#### Source material:

○ ○ ○ ○ ○

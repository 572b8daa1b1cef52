//! CP-003: Ruby literal → `Value`.
//!
//! Recognizes the literal forms that appear as resource property values.
//! Anything else (method calls, interpolated strings, arithmetic) is kept
//! verbatim as `Value::Raw`.

use super::types::{Scalar, Value};
use indexmap::IndexMap;
use regex::Regex;
use std::sync::LazyLock;

static SYMBOL: LazyLock<Regex> =
    LazyLock::new(|| Regex::new(r"^:([A-Za-z_][A-Za-z0-9_]*[?!]?)$").expect("valid regex"));

static INTEGER: LazyLock<Regex> =
    LazyLock::new(|| Regex::new(r"^-?[0-9][0-9_]*$").expect("valid regex"));

static FLOAT: LazyLock<Regex> =
    LazyLock::new(|| Regex::new(r"^-?[0-9]+\.[0-9]+$").expect("valid regex"));

static IDENT: LazyLock<Regex> =
    LazyLock::new(|| Regex::new(r"^[a-z_][A-Za-z0-9_]*$").expect("valid regex"));

static NODE_INDEX: LazyLock<Regex> = LazyLock::new(|| {
    Regex::new(r"^(node|default|override|normal)((?:\[[^\[\]]+\])+)$").expect("valid regex")
});

static NODE_DOTTED: LazyLock<Regex> = LazyLock::new(|| {
    Regex::new(r"^node((?:\.[a-z_][A-Za-z0-9_]*)+)$").expect("valid regex")
});

static INDEX_KEY: LazyLock<Regex> =
    LazyLock::new(|| Regex::new(r"\[([^\[\]]+)\]").expect("valid regex"));

static NEW_STYLE_KEY: LazyLock<Regex> = LazyLock::new(|| {
    Regex::new(r#"^(?:([A-Za-z_][A-Za-z0-9_]*)|'([^']*)'|"([^"]*)"):\s+(.*)$"#)
        .expect("valid regex")
});

/// Parse one expression. Top-level comma-separated arguments become a
/// `Map` when every element is a `key => value` / `key: value` pair, and a
/// `List` otherwise.
pub fn parse_value(expr: &str) -> Value {
    let s = expr.trim();
    let parts = split_top_level(s, ',');
    if parts.len() > 1 {
        return parse_sequence(&parts).unwrap_or_else(|| Value::Raw(s.to_string()));
    }
    if let Some(map) = parse_pairs(&parts) {
        return map;
    }
    parse_single(s)
}

fn parse_sequence(parts: &[&str]) -> Option<Value> {
    if let Some(map) = parse_pairs(parts) {
        return Some(map);
    }
    Some(Value::List(parts.iter().map(|p| parse_single(p)).collect()))
}

fn parse_pairs(parts: &[&str]) -> Option<Value> {
    if parts.is_empty() {
        return None;
    }
    let mut map = IndexMap::new();
    for part in parts {
        let (key, value) = split_pair(part)?;
        map.insert(key, parse_single(value));
    }
    Some(Value::Map(map))
}

/// Split `key => value` or `key: value` into its halves.
pub fn split_pair(part: &str) -> Option<(String, &str)> {
    if let Some(pos) = find_top_level(part, "=>") {
        let key = unquote_key(part[..pos].trim())?;
        return Some((key, part[pos + 2..].trim()));
    }
    let caps = NEW_STYLE_KEY.captures(part)?;
    let key = caps
        .get(1)
        .or_else(|| caps.get(2))
        .or_else(|| caps.get(3))?
        .as_str()
        .to_string();
    let value = caps.get(4)?.as_str();
    // `a ? b : c` is not a pair
    if value.is_empty() {
        return None;
    }
    Some((key, value))
}

fn unquote_key(key: &str) -> Option<String> {
    if let Some(sym) = SYMBOL.captures(key) {
        return Some(sym[1].to_string());
    }
    match parse_single(key) {
        Value::Scalar(Scalar::String(s)) => Some(s),
        Value::Scalar(Scalar::Integer(i)) => Some(i.to_string()),
        Value::Reference(r) if !r.contains('.') => Some(r),
        _ => None,
    }
}

fn parse_single(expr: &str) -> Value {
    let s = expr.trim();
    if s.is_empty() {
        return Value::Raw(String::new());
    }

    if let Some(inner) = enclosed(s, '(', ')') {
        return parse_value(inner);
    }
    if s.starts_with('\'') {
        if let Some(text) = quoted_literal(s, '\'') {
            return Value::string(text);
        }
    }
    if s.starts_with('"') && !s.contains("#{") {
        if let Some(text) = quoted_literal(s, '"') {
            return Value::string(text);
        }
    }
    if let Some(words) = percent_words(s) {
        return words;
    }
    if let Some(caps) = SYMBOL.captures(s) {
        return Value::symbol(&caps[1]);
    }
    if let Some(rest) = s.strip_prefix(':') {
        if let Some(text) = quoted_literal(rest, '"').or_else(|| quoted_literal(rest, '\'')) {
            return Value::symbol(&text);
        }
    }
    match s {
        "true" => return Value::Scalar(Scalar::Bool(true)),
        "false" => return Value::Scalar(Scalar::Bool(false)),
        "nil" => return Value::Scalar(Scalar::Nil),
        _ => {}
    }
    if INTEGER.is_match(s) {
        // file modes keep their leading zero
        let digits = s.trim_start_matches('-');
        if digits.len() > 1 && digits.starts_with('0') {
            return Value::string(s);
        }
        if let Ok(i) = s.replace('_', "").parse::<i64>() {
            return Value::Scalar(Scalar::Integer(i));
        }
        return Value::Raw(s.to_string());
    }
    if FLOAT.is_match(s) {
        if let Ok(f) = s.parse::<f64>() {
            return Value::Scalar(Scalar::Float(f));
        }
    }
    if let Some(inner) = enclosed(s, '[', ']') {
        let parts = split_top_level(inner, ',');
        return Value::List(parts.iter().map(|p| parse_single(p)).collect());
    }
    if let Some(inner) = enclosed(s, '{', '}') {
        let parts = split_top_level(inner, ',');
        if parts.is_empty() {
            return Value::Map(IndexMap::new());
        }
        return parse_pairs(&parts).unwrap_or_else(|| Value::Raw(s.to_string()));
    }
    if let Some(reference) = node_reference(s) {
        return Value::Reference(reference);
    }
    if IDENT.is_match(s) {
        return Value::Reference(s.to_string());
    }
    Value::Raw(s.to_string())
}

/// `node['a'][:b]` / `node.a.b` → `node.a.b`. Attribute-file precedence
/// levels (`default[...]`) resolve to the same `node.` path.
pub fn node_reference(s: &str) -> Option<String> {
    if let Some(caps) = NODE_DOTTED.captures(s) {
        return Some(format!("node{}", &caps[1]));
    }
    let caps = NODE_INDEX.captures(s)?;
    let keys = index_path(&caps[2])?;
    Some(format!("node.{}", keys.join(".")))
}

/// Keys of an index chain such as `['nginx'][:port]`.
pub fn index_path(chain: &str) -> Option<Vec<String>> {
    INDEX_KEY
        .captures_iter(chain)
        .map(|k| index_key(&k[1]))
        .collect()
}

/// The key text of one `[...]` index.
pub fn index_key(raw: &str) -> Option<String> {
    let raw = raw.trim();
    match parse_single(raw) {
        Value::Scalar(Scalar::String(s)) | Value::Scalar(Scalar::Symbol(s)) => Some(s),
        Value::Scalar(Scalar::Integer(i)) => Some(i.to_string()),
        _ => None,
    }
}

fn percent_words(s: &str) -> Option<Value> {
    let mut chars = s.chars();
    if chars.next()? != '%' {
        return None;
    }
    let flavor = chars.next()?;
    if !matches!(flavor, 'w' | 'W' | 'i' | 'I') {
        return None;
    }
    let open = chars.next()?;
    let close = match open {
        '(' => ')',
        '[' => ']',
        '{' => '}',
        '<' => '>',
        '|' => '|',
        _ => return None,
    };
    let body = s.get(3..)?.strip_suffix(close)?;
    if body.contains(close) {
        return None;
    }
    let items = body
        .split_whitespace()
        .map(|w| match flavor {
            'i' | 'I' => Value::symbol(w),
            _ => Value::string(w),
        })
        .collect();
    Some(Value::List(items))
}

/// Content of `s` if the whole of `s` is one quoted literal.
fn quoted_literal(s: &str, quote: char) -> Option<String> {
    let mut chars = s.char_indices();
    if chars.next()?.1 != quote {
        return None;
    }
    let mut out = String::new();
    let mut escaped = false;
    for (i, c) in chars {
        if escaped {
            match (quote, c) {
                ('"', 'n') => out.push('\n'),
                ('"', 't') => out.push('\t'),
                ('"', c) | (_, c @ ('\'' | '\\')) => out.push(c),
                (_, c) => {
                    out.push('\\');
                    out.push(c);
                }
            }
            escaped = false;
        } else if c == '\\' {
            escaped = true;
        } else if c == quote {
            return (i + c.len_utf8() == s.len()).then_some(out);
        } else {
            out.push(c);
        }
    }
    None
}

/// Inner text if `s` is exactly one `open ... close` group.
fn enclosed(s: &str, open: char, close: char) -> Option<&str> {
    if !s.starts_with(open) || !s.ends_with(close) {
        return None;
    }
    let mut depth = 0i32;
    let mut quote: Option<char> = None;
    let mut escaped = false;
    for (i, c) in s.char_indices() {
        if let Some(q) = quote {
            if escaped {
                escaped = false;
            } else if c == '\\' {
                escaped = true;
            } else if c == q {
                quote = None;
            }
            continue;
        }
        match c {
            '\'' | '"' => quote = Some(c),
            _ if c == open => depth += 1,
            _ if c == close => {
                depth -= 1;
                if depth == 0 {
                    return (i + c.len_utf8() == s.len()).then(|| &s[1..i]);
                }
            }
            _ => {}
        }
    }
    None
}

fn find_top_level(s: &str, needle: &str) -> Option<usize> {
    let mut depth = 0i32;
    let mut quote: Option<char> = None;
    let mut escaped = false;
    for (i, c) in s.char_indices() {
        if let Some(q) = quote {
            if escaped {
                escaped = false;
            } else if c == '\\' {
                escaped = true;
            } else if c == q {
                quote = None;
            }
            continue;
        }
        match c {
            '\'' | '"' => quote = Some(c),
            '(' | '[' | '{' => depth += 1,
            ')' | ']' | '}' => depth -= 1,
            _ if depth == 0 && s[i..].starts_with(needle) => return Some(i),
            _ => {}
        }
    }
    None
}

/// Split on `sep` outside quotes and brackets. Empty trailing parts
/// (trailing commas) are dropped.
pub fn split_top_level(s: &str, sep: char) -> Vec<&str> {
    let mut parts = Vec::new();
    let mut depth = 0i32;
    let mut quote: Option<char> = None;
    let mut escaped = false;
    let mut start = 0;
    for (i, c) in s.char_indices() {
        if let Some(q) = quote {
            if escaped {
                escaped = false;
            } else if c == '\\' {
                escaped = true;
            } else if c == q {
                quote = None;
            }
            continue;
        }
        match c {
            '\'' | '"' => quote = Some(c),
            '(' | '[' | '{' => depth += 1,
            ')' | ']' | '}' => depth -= 1,
            _ if c == sep && depth == 0 => {
                parts.push(s[start..i].trim());
                start = i + c.len_utf8();
            }
            _ => {}
        }
    }
    let tail = s[start..].trim();
    if !tail.is_empty() {
        parts.push(tail);
    }
    parts.retain(|p| !p.is_empty());
    parts
}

○ ○ ○ ○ ○

#### Problem:
All lines from the first line of the listing above through the line containing "static NODE_DOTTED: LazyLock<Regex>" are to be retyped exactly. Leave out any other line.

#### Answer space:
repository 572b8daa1b1cef52
//! CP-003: Ruby literal → `Value`.
//!
//! Recognizes the literal forms that appear as resource property values.
//! Anything else (method calls, interpolated strings, arithmetic) is kept
//! verbatim as `Value::Raw`.

use super::types::{Scalar, Value};
use indexmap::IndexMap;
use regex::Regex;
use std::sync::LazyLock;

static SYMBOL: LazyLock<Regex> =
    LazyLock::new(|| Regex::new(r"^:([A-Za-z_][A-Za-z0-9_]*[?!]?)$").expect("valid regex"));

static INTEGER: LazyLock<Regex> =
    LazyLock::new(|| Regex::new(r"^-?[0-9][0-9_]*$").expect("valid regex"));

static FLOAT: LazyLock<Regex> =
    LazyLock::new(|| Regex::new(r"^-?[0-9]+\.[0-9]+$").expect("valid regex"));

static IDENT: LazyLock<Regex> =
    LazyLock::new(|| Regex::new(r"^[a-z_][A-Za-z0-9_]*$").expect("valid regex"));

static NODE_INDEX: LazyLock<Regex> = LazyLock::new(|| {
    Regex::new(r"^(node|default|override|normal)((?:\[[^\[\]]+\])+)$").expect("valid regex")
});

static NODE_DOTTED: LazyLock<Regex> = LazyLock::new(|| {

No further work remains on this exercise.